- [Task requirements]:
Each line of the records below that holds "message" should be returned.

________________________

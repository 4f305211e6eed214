//! Kiosk screen: state, key handling and drawing.

use crossterm::event::{KeyCode, KeyEvent, KeyEventKind, KeyModifiers};
use kioskdisplay::{DisplayEngine, DisplayStatus, PlaylistSource, Surface};
use ratatui::layout::{Alignment, Constraint, Direction, Layout, Rect};
use ratatui::style::{Color, Modifier, Style};
use ratatui::text::{Line, Span};
use ratatui::widgets::{Block, Borders, Gauge, Paragraph, Wrap};
use tracing::{info, warn};

use crate::screen::TerminalScreen;

#[derive(Clone, Copy, Debug, PartialEq, Eq)]
pub enum Command {
    TogglePlay,
    Next,
    Previous,
    Reload,
    Quit,
}

pub fn command_for(key: KeyEvent) -> Option<Command> {
    if key.kind != KeyEventKind::Press {
        return None;
    }
    if key.modifiers.contains(KeyModifiers::CONTROL) {
        return matches!(key.code, KeyCode::Char('c')).then_some(Command::Quit);
    }
    match key.code {
        KeyCode::Char(' ') => Some(Command::TogglePlay),
        KeyCode::Char('n') | KeyCode::Right => Some(Command::Next),
        KeyCode::Char('p') | KeyCode::Left => Some(Command::Previous),
        KeyCode::Char('r') | KeyCode::Char('R') => Some(Command::Reload),
        KeyCode::Char('q') | KeyCode::Esc => Some(Command::Quit),
        _ => None,
    }
}

pub struct App {
    pub engine: DisplayEngine<TerminalScreen>,
    source: Box<dyn PlaylistSource>,
    server: String,
    status_line: String,
}

impl App {
    pub fn new(
        engine: DisplayEngine<TerminalScreen>,
        source: Box<dyn PlaylistSource>,
        server: String,
    ) -> Self {
        Self {
            engine,
            source,
            server,
            status_line: "Starting...".to_string(),
        }
    }

    /// Explicit reload: a failure replaces the rotation with the
    /// "unavailable" placeholder.
    pub async fn reload(&mut self) {
        match self.engine.reload_from(self.source.as_ref()).await {
            Ok(()) => {
                let count = self.engine.state().items().len();
                self.status_line = format!("Playlist loaded: {count} file(s)");
            }
            Err(err) => {
                self.status_line = format!("Cannot load playlist from {}: {err}", self.server);
            }
        }
    }

    /// Periodic refresh: failures keep the current rotation running.
    pub async fn refresh(&mut self) {
        match self.engine.refresh_from(self.source.as_ref()).await {
            Ok(true) => {
                let count = self.engine.state().items().len();
                self.status_line = format!("Playlist updated: {count} file(s)");
            }
            Ok(false) => {}
            Err(err) => {
                warn!(error = %err, "Playlist refresh failed");
                self.status_line = format!("Refresh failed, keeping current playlist: {err}");
            }
        }
    }

    /// Returns `true` when the application should exit.
    pub async fn handle_command(&mut self, command: Command) -> bool {
        match command {
            Command::TogglePlay => {
                let playing = self.engine.toggle_play_pause();
                self.status_line = if playing { "Playing" } else { "Paused" }.to_string();
            }
            Command::Next => self.engine.next(),
            Command::Previous => self.engine.previous(),
            Command::Reload => {
                info!("Manual reload requested");
                self.reload().await;
            }
            Command::Quit => {
                self.engine.deactivate();
                return true;
            }
        }
        false
    }

    pub fn draw(&self, f: &mut ratatui::Frame<'_>) {
        let status = self.engine.status();
        let chunks = Layout::default()
            .direction(Direction::Vertical)
            .constraints([
                Constraint::Length(4),
                Constraint::Min(6),
                Constraint::Length(3),
                Constraint::Length(3),
                Constraint::Length(1),
            ])
            .split(f.size());

        self.draw_header(f, chunks[0], &status);
        self.draw_content(f, chunks[1]);
        f.render_widget(build_progress_gauge(&status), chunks[2]);
        draw_help_strip(f, chunks[3]);

        let line = Paragraph::new(self.status_line.as_str()).style(Style::default().fg(Color::Gray));
        f.render_widget(line, chunks[4]);
    }

    fn draw_header(&self, f: &mut ratatui::Frame<'_>, area: Rect, status: &DisplayStatus) {
        let name = status
            .display_name
            .clone()
            .unwrap_or_else(|| "<no file>".to_string());
        let text = vec![
            Line::from(vec![Span::styled(
                format!("Showing : {name}"),
                Style::default()
                    .fg(Color::Yellow)
                    .add_modifier(Modifier::BOLD),
            )]),
            Line::from(format!(
                "State   : {}  {}  |  Server {}",
                state_label(status),
                position_label(status),
                self.server
            )),
        ];
        let paragraph = Paragraph::new(text)
            .block(Block::default().borders(Borders::ALL).title("Kiosk"))
            .alignment(Alignment::Left);
        f.render_widget(paragraph, area);
    }

    fn draw_content(&self, f: &mut ratatui::Frame<'_>, area: Rect) {
        let screen = self.engine.screen();
        let lines = match screen.current() {
            Some(surface) => surface_lines(surface, screen.has_viewer()),
            None => vec![Line::from("(display inactive)")],
        };
        let paragraph = Paragraph::new(lines)
            .block(Block::default().borders(Borders::ALL).title("Content"))
            .wrap(Wrap { trim: true });
        f.render_widget(paragraph, area);
    }
}

fn state_label(status: &DisplayStatus) -> &'static str {
    match (status.active, status.is_empty, status.playing) {
        (false, _, _) => "Stopped",
        (true, true, _) => "Idle",
        (true, false, true) => "Playing",
        (true, false, false) => "Paused",
    }
}

fn position_label(status: &DisplayStatus) -> String {
    match status.position {
        Some((index, len)) => format!("{index}/{len}"),
        None => "-/-".to_string(),
    }
}

/// Text shown in the content panel for a mounted surface.
pub fn surface_lines(surface: &Surface, viewer_running: bool) -> Vec<Line<'static>> {
    let viewer = if viewer_running {
        "external viewer running"
    } else {
        "no external viewer"
    };
    match surface {
        Surface::Video(video) => vec![
            Line::from(format!("Video: {}", video.title)),
            Line::from(format!("Source: {}", video.source_ref)),
            Line::from(format!(
                "Autoplay {} | Muted {} | Controls {} | {viewer}",
                on_off(video.autoplay),
                on_off(video.muted),
                on_off(video.controls)
            )),
        ],
        Surface::PdfViewer { title, source_ref } => vec![
            Line::from(format!("PDF: {title}")),
            Line::from(format!("Source: {source_ref}")),
            Line::from(viewer),
        ],
        Surface::DocumentCard {
            title,
            source_ref,
            kind_label,
            open_label,
        } => vec![
            Line::from(format!("[{kind_label}] {title}")),
            Line::from(format!("{open_label}: {source_ref}")),
        ],
        Surface::Placeholder { message, .. } => vec![
            Line::from(""),
            Line::from(Span::styled(
                message.clone(),
                Style::default().fg(Color::DarkGray),
            )),
        ],
    }
}

fn on_off(flag: bool) -> &'static str {
    if flag { "on" } else { "off" }
}

pub fn gauge_label(status: &DisplayStatus) -> String {
    if status.is_empty {
        return "--".to_string();
    }
    format!(
        "{}s remaining ({:.0}%)",
        status.remaining_seconds,
        status.completion_ratio * 100.0
    )
}

fn build_progress_gauge(status: &DisplayStatus) -> Gauge<'static> {
    Gauge::default()
        .block(Block::default().borders(Borders::ALL).title("Progress"))
        .gauge_style(Style::default().fg(Color::Magenta))
        .ratio(status.completion_ratio.clamp(0.0, 1.0))
        .label(gauge_label(status))
}

fn draw_help_strip(f: &mut ratatui::Frame<'_>, area: Rect) {
    let paragraph = Paragraph::new(Line::from(
        "Space=Play/Pause  n/→=Next  p/←=Previous  r=Reload  q/Esc=Quit",
    ))
    .block(Block::default().borders(Borders::ALL).title("Keys"));
    f.render_widget(paragraph, area);
}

________________________

- [Output of the exercise]:
        Surface::Placeholder { message, .. } => vec![
                message.clone(),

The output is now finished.